Work task: Which lines of the listing below contain the word "reason"? Copy each of them.

Data excerpts:
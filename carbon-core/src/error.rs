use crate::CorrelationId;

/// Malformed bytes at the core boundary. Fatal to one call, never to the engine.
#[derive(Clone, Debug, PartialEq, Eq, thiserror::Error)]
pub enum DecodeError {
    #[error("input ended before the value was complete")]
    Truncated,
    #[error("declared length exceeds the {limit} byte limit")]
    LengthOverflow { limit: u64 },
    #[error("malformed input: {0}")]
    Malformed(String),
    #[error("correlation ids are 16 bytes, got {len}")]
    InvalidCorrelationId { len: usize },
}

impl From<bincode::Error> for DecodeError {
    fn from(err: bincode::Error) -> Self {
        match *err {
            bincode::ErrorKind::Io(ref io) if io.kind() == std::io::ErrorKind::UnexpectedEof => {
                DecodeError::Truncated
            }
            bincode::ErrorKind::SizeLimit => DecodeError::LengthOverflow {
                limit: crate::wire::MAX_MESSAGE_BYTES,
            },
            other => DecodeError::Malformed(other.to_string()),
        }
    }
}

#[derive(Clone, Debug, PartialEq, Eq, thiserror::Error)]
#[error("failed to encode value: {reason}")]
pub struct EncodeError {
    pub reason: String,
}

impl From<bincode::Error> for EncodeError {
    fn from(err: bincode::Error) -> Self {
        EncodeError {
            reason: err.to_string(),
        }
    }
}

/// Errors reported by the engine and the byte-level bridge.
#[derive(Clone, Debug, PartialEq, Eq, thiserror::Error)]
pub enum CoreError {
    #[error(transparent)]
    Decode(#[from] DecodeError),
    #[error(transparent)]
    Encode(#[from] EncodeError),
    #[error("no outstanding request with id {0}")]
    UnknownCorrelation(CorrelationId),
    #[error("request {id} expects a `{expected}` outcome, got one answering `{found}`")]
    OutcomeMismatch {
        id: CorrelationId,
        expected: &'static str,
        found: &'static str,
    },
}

==

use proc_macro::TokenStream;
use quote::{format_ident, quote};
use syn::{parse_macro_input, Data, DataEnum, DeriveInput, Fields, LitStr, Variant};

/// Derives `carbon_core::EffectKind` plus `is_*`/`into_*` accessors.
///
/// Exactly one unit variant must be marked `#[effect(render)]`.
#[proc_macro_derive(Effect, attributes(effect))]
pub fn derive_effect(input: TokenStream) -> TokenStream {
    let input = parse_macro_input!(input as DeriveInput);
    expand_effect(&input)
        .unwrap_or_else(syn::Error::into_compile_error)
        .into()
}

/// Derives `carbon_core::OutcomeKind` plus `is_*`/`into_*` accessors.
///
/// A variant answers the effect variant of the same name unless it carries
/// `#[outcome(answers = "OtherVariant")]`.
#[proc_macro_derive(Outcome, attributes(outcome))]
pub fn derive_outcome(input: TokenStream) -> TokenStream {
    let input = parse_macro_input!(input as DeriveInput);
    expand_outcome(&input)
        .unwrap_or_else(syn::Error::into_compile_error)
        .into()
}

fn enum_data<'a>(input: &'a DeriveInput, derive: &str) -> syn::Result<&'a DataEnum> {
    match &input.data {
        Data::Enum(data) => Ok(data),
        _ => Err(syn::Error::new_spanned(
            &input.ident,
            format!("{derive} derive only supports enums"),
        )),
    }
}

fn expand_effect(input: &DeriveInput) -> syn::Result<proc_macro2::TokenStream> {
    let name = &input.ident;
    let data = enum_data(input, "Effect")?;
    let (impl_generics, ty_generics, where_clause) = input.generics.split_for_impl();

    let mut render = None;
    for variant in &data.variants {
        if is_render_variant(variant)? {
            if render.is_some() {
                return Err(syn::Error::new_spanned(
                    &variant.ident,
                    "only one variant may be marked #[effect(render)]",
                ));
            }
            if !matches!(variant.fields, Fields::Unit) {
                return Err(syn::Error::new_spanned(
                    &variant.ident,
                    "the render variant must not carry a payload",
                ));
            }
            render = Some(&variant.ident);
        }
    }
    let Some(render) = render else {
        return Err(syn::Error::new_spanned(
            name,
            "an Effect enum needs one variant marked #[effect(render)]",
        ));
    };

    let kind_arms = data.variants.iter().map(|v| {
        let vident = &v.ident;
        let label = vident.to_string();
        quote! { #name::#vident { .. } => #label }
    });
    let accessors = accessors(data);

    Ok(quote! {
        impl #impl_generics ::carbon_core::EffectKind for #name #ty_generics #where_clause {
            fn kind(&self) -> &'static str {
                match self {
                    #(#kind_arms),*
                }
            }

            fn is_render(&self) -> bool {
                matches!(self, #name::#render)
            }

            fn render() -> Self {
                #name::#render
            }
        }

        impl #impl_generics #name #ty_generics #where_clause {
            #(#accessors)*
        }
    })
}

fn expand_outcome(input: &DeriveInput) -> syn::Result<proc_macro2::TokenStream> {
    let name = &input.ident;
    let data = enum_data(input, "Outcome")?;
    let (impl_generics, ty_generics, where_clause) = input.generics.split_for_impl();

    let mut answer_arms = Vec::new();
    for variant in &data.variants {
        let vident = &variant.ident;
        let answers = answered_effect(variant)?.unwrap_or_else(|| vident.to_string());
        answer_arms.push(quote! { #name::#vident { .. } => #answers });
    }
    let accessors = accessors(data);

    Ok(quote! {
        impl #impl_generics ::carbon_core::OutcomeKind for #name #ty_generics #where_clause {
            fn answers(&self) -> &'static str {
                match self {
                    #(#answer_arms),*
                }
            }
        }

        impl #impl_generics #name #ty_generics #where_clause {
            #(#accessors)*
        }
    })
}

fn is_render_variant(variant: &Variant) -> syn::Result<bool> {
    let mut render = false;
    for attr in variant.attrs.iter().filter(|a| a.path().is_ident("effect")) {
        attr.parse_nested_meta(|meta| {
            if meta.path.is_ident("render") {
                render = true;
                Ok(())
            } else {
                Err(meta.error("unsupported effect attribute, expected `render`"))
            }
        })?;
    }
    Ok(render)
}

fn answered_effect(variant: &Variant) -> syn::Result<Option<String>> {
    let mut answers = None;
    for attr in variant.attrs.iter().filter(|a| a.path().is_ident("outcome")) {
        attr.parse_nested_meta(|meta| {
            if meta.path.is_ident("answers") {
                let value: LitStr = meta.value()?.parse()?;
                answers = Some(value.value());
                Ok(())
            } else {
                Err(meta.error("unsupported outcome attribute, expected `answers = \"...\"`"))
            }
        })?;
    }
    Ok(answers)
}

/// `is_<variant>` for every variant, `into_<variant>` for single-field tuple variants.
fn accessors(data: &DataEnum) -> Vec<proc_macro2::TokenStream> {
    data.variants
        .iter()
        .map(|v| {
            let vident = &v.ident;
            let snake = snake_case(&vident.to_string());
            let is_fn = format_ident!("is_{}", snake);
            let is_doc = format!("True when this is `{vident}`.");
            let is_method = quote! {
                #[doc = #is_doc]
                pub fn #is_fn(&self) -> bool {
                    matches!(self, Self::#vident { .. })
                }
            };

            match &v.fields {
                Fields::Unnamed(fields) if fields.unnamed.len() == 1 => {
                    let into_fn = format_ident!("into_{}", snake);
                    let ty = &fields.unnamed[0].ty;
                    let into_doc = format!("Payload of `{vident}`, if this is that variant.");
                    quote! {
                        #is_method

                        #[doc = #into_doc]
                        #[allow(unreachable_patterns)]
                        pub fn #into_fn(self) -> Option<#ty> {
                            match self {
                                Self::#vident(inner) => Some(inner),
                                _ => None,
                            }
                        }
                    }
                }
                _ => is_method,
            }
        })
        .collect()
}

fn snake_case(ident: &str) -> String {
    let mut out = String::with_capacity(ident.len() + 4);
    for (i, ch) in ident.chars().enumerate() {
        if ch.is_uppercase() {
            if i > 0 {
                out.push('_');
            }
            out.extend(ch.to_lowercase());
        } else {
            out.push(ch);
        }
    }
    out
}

...

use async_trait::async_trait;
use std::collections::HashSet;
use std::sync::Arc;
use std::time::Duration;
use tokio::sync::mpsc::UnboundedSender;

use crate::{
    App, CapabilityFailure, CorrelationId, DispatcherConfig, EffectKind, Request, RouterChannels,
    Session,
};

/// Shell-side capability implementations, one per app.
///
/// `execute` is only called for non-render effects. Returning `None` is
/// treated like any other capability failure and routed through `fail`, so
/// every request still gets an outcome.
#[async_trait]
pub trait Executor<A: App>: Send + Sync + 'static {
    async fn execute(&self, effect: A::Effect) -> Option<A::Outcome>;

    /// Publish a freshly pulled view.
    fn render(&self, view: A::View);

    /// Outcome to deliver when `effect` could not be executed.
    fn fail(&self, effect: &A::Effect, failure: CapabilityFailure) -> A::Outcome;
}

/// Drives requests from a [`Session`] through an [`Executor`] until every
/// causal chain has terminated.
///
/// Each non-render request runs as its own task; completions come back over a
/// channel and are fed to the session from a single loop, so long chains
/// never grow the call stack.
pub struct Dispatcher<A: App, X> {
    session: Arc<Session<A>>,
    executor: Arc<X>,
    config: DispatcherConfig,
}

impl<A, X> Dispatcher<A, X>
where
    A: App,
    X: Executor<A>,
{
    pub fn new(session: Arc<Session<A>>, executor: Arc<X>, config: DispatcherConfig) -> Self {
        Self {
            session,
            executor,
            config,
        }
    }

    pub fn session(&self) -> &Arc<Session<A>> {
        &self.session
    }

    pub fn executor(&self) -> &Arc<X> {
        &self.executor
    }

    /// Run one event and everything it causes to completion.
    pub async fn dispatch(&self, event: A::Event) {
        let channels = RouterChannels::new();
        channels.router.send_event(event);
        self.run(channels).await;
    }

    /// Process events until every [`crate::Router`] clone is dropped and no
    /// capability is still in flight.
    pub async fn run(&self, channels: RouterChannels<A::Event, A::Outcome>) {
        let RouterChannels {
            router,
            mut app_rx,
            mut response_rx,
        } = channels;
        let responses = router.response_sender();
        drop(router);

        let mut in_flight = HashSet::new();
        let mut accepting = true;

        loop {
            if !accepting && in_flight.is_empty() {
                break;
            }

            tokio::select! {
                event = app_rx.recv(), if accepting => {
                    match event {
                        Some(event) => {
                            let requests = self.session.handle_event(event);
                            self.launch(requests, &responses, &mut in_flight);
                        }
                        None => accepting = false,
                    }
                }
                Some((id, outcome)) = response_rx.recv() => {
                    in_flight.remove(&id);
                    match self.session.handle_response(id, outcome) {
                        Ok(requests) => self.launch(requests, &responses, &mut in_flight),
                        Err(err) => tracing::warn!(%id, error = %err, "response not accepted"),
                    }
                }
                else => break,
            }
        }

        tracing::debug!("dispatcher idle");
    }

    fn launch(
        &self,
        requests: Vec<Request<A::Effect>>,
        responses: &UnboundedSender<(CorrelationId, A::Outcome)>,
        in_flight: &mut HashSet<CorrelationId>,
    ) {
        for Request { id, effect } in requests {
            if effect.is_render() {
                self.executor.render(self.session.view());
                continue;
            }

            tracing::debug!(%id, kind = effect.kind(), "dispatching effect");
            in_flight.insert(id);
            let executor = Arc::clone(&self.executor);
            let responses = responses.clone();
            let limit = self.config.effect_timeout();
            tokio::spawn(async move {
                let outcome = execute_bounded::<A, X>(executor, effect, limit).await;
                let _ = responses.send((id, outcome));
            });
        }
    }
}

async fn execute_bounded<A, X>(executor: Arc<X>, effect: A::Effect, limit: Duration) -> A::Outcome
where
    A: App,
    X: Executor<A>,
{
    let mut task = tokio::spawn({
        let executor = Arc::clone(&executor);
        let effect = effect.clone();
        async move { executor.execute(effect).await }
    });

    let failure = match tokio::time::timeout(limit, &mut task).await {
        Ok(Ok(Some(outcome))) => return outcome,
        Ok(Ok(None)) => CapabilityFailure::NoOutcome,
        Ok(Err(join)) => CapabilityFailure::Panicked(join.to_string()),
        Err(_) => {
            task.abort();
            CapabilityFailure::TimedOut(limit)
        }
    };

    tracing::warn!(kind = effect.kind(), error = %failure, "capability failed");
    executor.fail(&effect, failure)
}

Solution to this task:
#[error("failed to encode value: {reason}")]
    pub reason: String,
            reason: err.to_string(),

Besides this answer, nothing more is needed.